Try it
Where the word "EvalAltResult" occurs in a line of the data, return the whole line.

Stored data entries
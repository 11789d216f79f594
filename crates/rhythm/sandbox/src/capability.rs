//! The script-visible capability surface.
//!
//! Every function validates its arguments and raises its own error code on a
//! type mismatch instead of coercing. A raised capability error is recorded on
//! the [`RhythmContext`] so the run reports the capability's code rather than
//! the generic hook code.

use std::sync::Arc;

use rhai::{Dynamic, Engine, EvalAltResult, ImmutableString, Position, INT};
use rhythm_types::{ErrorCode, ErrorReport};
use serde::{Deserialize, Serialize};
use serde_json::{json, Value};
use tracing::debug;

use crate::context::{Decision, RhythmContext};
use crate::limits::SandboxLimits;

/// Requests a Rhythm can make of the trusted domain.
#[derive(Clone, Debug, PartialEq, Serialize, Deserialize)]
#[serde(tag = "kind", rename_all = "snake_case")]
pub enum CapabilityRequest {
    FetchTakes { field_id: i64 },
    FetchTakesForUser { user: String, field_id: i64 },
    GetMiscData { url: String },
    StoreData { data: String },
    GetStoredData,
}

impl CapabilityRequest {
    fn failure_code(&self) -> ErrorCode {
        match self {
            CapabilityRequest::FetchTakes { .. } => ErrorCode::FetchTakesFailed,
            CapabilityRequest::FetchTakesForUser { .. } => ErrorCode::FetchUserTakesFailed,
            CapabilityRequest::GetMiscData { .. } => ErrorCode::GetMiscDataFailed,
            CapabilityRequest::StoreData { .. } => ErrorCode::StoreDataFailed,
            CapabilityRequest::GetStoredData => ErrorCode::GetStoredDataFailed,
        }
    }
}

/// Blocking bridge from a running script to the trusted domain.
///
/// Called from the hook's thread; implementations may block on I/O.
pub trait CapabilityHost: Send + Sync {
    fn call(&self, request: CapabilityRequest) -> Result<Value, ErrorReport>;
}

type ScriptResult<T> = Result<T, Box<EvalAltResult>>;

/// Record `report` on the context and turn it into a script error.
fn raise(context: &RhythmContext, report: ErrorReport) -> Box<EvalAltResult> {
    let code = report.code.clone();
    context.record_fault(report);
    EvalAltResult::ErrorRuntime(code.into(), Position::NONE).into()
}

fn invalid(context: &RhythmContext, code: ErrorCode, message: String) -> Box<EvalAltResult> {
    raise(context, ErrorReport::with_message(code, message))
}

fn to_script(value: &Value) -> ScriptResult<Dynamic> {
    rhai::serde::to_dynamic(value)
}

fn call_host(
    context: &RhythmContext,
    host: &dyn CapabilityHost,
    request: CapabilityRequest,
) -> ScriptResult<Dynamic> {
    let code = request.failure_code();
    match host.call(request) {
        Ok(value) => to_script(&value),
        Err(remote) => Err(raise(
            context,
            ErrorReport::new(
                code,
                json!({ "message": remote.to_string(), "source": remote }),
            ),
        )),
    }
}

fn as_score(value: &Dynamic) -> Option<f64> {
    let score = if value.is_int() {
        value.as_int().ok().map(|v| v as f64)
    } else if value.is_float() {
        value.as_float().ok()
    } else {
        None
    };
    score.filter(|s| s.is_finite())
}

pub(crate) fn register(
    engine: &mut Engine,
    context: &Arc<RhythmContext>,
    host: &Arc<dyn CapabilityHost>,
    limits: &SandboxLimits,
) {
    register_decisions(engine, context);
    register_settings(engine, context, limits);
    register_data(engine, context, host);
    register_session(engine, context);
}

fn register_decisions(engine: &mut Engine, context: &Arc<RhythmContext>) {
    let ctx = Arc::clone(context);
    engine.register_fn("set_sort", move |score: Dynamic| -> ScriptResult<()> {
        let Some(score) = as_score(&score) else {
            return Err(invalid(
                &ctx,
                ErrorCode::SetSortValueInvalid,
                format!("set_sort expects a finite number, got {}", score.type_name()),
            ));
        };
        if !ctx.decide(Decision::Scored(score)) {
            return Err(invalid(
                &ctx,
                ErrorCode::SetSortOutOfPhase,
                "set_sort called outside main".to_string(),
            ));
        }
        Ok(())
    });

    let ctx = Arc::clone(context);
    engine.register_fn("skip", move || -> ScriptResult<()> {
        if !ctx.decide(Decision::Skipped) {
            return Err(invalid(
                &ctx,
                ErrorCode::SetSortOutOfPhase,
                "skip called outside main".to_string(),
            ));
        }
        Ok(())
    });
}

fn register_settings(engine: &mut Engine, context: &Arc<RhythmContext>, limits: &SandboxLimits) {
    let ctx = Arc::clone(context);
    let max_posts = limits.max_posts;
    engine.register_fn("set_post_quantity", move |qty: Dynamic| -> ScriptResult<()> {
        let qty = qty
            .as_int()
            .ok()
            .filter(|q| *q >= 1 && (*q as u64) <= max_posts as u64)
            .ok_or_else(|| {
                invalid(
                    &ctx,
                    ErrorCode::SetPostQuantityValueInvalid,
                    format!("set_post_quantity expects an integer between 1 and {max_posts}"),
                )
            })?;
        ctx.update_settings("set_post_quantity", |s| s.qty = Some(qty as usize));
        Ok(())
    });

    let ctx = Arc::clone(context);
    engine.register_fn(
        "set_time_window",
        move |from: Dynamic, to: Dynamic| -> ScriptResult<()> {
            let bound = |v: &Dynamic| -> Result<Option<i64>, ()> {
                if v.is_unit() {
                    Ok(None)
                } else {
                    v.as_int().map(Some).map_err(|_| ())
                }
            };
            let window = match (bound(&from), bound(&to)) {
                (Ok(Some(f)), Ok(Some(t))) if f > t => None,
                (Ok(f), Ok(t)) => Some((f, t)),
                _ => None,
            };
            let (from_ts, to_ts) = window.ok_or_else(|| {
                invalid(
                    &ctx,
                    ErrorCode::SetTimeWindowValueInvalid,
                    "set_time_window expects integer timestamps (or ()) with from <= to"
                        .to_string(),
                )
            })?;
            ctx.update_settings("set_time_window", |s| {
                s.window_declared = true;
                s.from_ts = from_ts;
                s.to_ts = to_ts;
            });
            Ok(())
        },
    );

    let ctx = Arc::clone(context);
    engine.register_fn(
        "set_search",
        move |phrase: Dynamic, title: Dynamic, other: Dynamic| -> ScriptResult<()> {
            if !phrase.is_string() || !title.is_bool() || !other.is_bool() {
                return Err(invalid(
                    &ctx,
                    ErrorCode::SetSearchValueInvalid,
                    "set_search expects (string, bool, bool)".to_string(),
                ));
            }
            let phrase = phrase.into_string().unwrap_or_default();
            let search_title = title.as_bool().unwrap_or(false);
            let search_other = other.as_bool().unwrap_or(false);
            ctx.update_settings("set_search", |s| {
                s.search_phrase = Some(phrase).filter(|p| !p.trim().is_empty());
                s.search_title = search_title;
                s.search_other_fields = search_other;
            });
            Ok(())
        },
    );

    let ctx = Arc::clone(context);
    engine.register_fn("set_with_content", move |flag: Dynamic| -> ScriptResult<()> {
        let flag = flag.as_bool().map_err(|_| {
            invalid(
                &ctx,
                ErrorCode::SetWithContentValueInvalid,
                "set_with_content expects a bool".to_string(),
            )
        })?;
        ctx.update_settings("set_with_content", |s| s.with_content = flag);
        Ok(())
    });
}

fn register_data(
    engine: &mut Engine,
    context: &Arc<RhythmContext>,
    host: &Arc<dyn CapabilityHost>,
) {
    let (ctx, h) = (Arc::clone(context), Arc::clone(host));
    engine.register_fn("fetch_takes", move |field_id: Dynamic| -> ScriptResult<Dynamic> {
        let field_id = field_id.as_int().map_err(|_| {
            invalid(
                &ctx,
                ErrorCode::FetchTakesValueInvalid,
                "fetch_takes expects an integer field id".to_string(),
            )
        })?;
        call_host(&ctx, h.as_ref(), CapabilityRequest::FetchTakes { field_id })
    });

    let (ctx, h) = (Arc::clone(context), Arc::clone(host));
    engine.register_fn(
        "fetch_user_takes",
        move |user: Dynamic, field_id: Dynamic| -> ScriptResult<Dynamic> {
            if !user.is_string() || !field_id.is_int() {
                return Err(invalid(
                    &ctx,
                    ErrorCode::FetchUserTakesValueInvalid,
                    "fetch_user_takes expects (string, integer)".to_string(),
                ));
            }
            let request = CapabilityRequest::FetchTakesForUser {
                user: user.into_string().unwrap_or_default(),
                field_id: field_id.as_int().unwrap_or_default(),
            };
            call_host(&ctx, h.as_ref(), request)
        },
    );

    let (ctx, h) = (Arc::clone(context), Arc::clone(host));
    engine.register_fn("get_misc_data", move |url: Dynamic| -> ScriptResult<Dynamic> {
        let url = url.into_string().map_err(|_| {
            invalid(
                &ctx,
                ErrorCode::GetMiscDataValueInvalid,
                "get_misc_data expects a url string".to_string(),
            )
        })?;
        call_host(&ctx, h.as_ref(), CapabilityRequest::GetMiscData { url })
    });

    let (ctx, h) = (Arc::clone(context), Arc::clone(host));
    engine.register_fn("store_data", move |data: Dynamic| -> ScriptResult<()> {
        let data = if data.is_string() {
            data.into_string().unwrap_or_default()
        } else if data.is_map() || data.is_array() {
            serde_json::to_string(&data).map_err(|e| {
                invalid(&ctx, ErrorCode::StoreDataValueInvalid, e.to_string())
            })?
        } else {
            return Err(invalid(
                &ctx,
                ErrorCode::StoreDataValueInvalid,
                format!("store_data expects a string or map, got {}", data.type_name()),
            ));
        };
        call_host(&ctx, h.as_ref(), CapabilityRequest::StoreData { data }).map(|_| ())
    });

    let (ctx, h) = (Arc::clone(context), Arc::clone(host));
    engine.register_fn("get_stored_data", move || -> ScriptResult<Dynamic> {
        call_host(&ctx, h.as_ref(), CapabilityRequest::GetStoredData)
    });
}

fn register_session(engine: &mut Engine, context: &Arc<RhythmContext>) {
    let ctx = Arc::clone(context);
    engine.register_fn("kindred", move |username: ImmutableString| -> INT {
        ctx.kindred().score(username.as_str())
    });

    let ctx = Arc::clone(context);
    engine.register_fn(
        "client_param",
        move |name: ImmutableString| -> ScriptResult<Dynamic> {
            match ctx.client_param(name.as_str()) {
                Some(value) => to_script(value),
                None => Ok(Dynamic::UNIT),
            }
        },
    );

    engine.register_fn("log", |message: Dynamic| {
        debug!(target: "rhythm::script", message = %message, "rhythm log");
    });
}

Solution below
use rhai::{Dynamic, Engine, EvalAltResult, ImmutableString, Position, INT};
type ScriptResult<T> = Result<T, Box<EvalAltResult>>;
fn raise(context: &RhythmContext, report: ErrorReport) -> Box<EvalAltResult> {
    EvalAltResult::ErrorRuntime(code.into(), Position::NONE).into()
fn invalid(context: &RhythmContext, code: ErrorCode, message: String) -> Box<EvalAltResult> {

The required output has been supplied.